Simply Love and One Night for Love by Mary Balogh: One of my favorite regency romance authors
The Legend of Luke and The Outcast of Redwall by Brian Jacques: More Redwall books. They apparently never end.
Pyramid Scheme and Pyramid Power by Eric Flint and Dave Freer: Amusing and good adventure stories.
Women of War edited by Tanya Huff and Alexander Potter: I was on a short story kick - most of the "edited by" books are borrowed from a friend
A Constellation of Cats edited by Denise Little
Slipstreams edited by Martin H. Greenberg and John Helfers
Fate Fantastic edited by Martin H. Greenberg and Daniel M. Hoyt
The Hob's Bargain by Patricia Briggs: This is one of my favorite books by her.
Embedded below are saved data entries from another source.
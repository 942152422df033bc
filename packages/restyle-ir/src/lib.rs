/*
 * Restyle IR - styled-components → StyleX rule lowering
 *
 * Feature-First Hexagonal Architecture:
 * - shared/      : Input IR (declarations, rules, slots), StyleX output model, diagnostics
 * - features/    : Vertical slices (normalization → selector → resolution → lowering)
 * - pipeline/    : Single-file and batch entry points
 * - config/      : Lowering presets and YAML loading
 *
 * Performance:
 * - Files are independent; batches fan out on rayon
 * - One tree-sitter parser per file, no shared mutable state
 */

// Crate-level lint configuration
#![allow(clippy::too_many_arguments)] // Lowering helpers thread many contexts
#![allow(clippy::type_complexity)] // Split cases are nested tuples
#![allow(clippy::collapsible_if)] // Readability over brevity
#![allow(clippy::collapsible_else_if)] // else if clarity
#![allow(clippy::module_inception)] // Module naming intentional
#![allow(clippy::new_without_default)] // Default impl not always needed
#![allow(clippy::match_like_matches_macro)] // Match for readability

// ═══════════════════════════════════════════════════════════════════════════
// Module Exports - Feature-First Architecture
// ═══════════════════════════════════════════════════════════════════════════

/// Shared models and utilities
pub mod shared;

/// Feature modules (normalization, selector, resolution, lowering)
pub mod features;

/// Pipeline orchestration
pub mod pipeline;

/// Configuration system
pub mod config;

/// Error types
pub mod errors;

// ═══════════════════════════════════════════════════════════════════════════
// Re-exports for Public API
// ═══════════════════════════════════════════════════════════════════════════

pub use config::{LoweringConfig, Preset};
pub use errors::{RestyleError, Result};
pub use features::lowering::{
    Bail, BailReport, ConversionResult, LoweredFile, LoweringUseCase, RuleLoweringEngine,
};
pub use features::normalization::CssRuleNormalizer;
pub use features::resolution::{DynamicExpressionResolver, ValueResolver};
pub use features::selector::SelectorClassifier;
pub use pipeline::{convert_files, process_file, process_json, process_raw_file, BatchReport};
pub use shared::models::{
    Diagnostic, ReasonCode, SourceFile, StyleObject, StyleValue, StyledDeclaration,
};
/// Write `value` at `path` into the current value of one property
///
/// An empty path sets the plain (default) value. Each path element opens or
/// extends a conditional map; a map created here starts with `fallback` as its
/// explicit default, so a pseudo never appears without a `default` entry.
pub fn write_value(
    current: Option<StyleValue>,
    path: &[ConditionKey],
    value: StyleValue,
    fallback: StyleValue,
) -> StyleValue {
    let Some((key, rest)) = path.split_first() else {
        return match current {
            Some(StyleValue::Conditions(mut map)) => {
                map.insert(ConditionKey::Default, value);
                StyleValue::Conditions(map)
            }
            _ => value,
        };
    };

    let mut map = match current {
        Some(StyleValue::Conditions(map)) => map,
        Some(plain) => ConditionMap::with_default(plain),
        None => ConditionMap::with_default(fallback),
    };
    let inner_fallback = map
        .default_entry()
        .map(StyleValue::default_value)
        .unwrap_or(StyleValue::Null);
    let inner = write_value(map.get(key).cloned(), rest, value, inner_fallback);
    map.insert(key.clone(), inner);
    StyleValue::Conditions(map)
}

fn value_at(value: &StyleValue, path: &[ConditionKey]) -> StyleValue {
    let Some((key, rest)) = path.split_first() else {
        return value.default_value();
    };
    match value {
        StyleValue::Conditions(map) => match map.get(key) {
            Some(inner) => value_at(inner, rest),
            None => value.default_value(),
        },
        plain => plain.clone(),
    }
}

/// Variant toggled by a render-time condition
#[derive(Debug, Clone, PartialEq)]
pub struct VariantBucket {
    pub condition: VariantCondition,
    pub style: StyleObject,
}

/// Style applied by the wrapper when an attribute condition holds
#[derive(Debug, Clone, PartialEq)]
pub struct AttributeBucket {
    pub kind: AttributeKind,
    pub style: StyleObject,
}

#[derive(Debug, Clone, PartialEq)]
pub struct SiblingBucket {
    pub kind: SiblingKind,
    pub style: StyleObject,
}

/// Style function collected during rule processing
#[derive(Debug, Clone, PartialEq)]
pub struct PendingStyleFunction {
    pub name_hint: String,
    pub params: Vec<String>,
    pub body: StyleObject,
    pub call_args: Vec<String>,
}

/// Lowering Context (accumulating state of one declaration)
#[derive(Debug, Clone, Default)]
pub struct LoweringContext {
    /// Own style object
    pub base: StyleObject,

    /// Values inherited from composed helpers; defaults for new conditional maps
    pub inherited: StyleObject,

    /// Condition text → bucket, in first-seen order
    pub variants: IndexMap<String, VariantBucket>,

    /// Attribute suffix → bucket
    pub attributes: IndexMap<String, AttributeBucket>,

    pub sibling: Option<SiblingBucket>,

    pub style_functions: Vec<PendingStyleFunction>,

    /// Cross-component requests, resolved after every declaration is lowered
    pub override_requests: Vec<OverrideRequest>,

    /// Props read by variants and style functions
    pub consumed_props: Vec<String>,

    /// Composed style keys, in composition order
    pub extra_style_keys: Vec<String>,

    pub needs_wrapper: bool,
}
I love the character development and combination of disaster novel and romance.
A Secret History, Carthage Ascendant, The Wild Machines, and Lost Burgundy by Mary Gentle: These were really good, if unusual, alternate history. It took me a while to get into the first one, but once I did I couldn't put them down. They are a bit dark.
Parallelities by Alan Dean Foster: An interesting SF premise, and I enjoyed the alternate universes.
Singer in the Snow by Louise Marley: A peek into how futuristic worlds will still have societal problems. Interesting world development, kind of dark for YA IMHO.
Worlds that Weren't by Harry Turtledove, S.M. Stirling, Mary Gentle, and Walter Jon Williams: The Mary Gentle story is from the Ash universe (and, while it was good, in my opinion should definitely be read after the 4 books). The Stirling story is from the Peshwar Lancers universe and was really good.
On Fire's Wings by Christie Golden: For a Luna imprint book (which I understand are supposed to be fantasy/romance crossovers) the universe and characters were interesting but the incest and death were squick. I'm returning it.
Reserved for the Cat by Mercedes Lackey: The fifth book in her Elemental Masters series. I didn't enjoy this one as much as the others, I think perhaps because the heroine was pushed to do everything and wasn't as independent as in the previous books.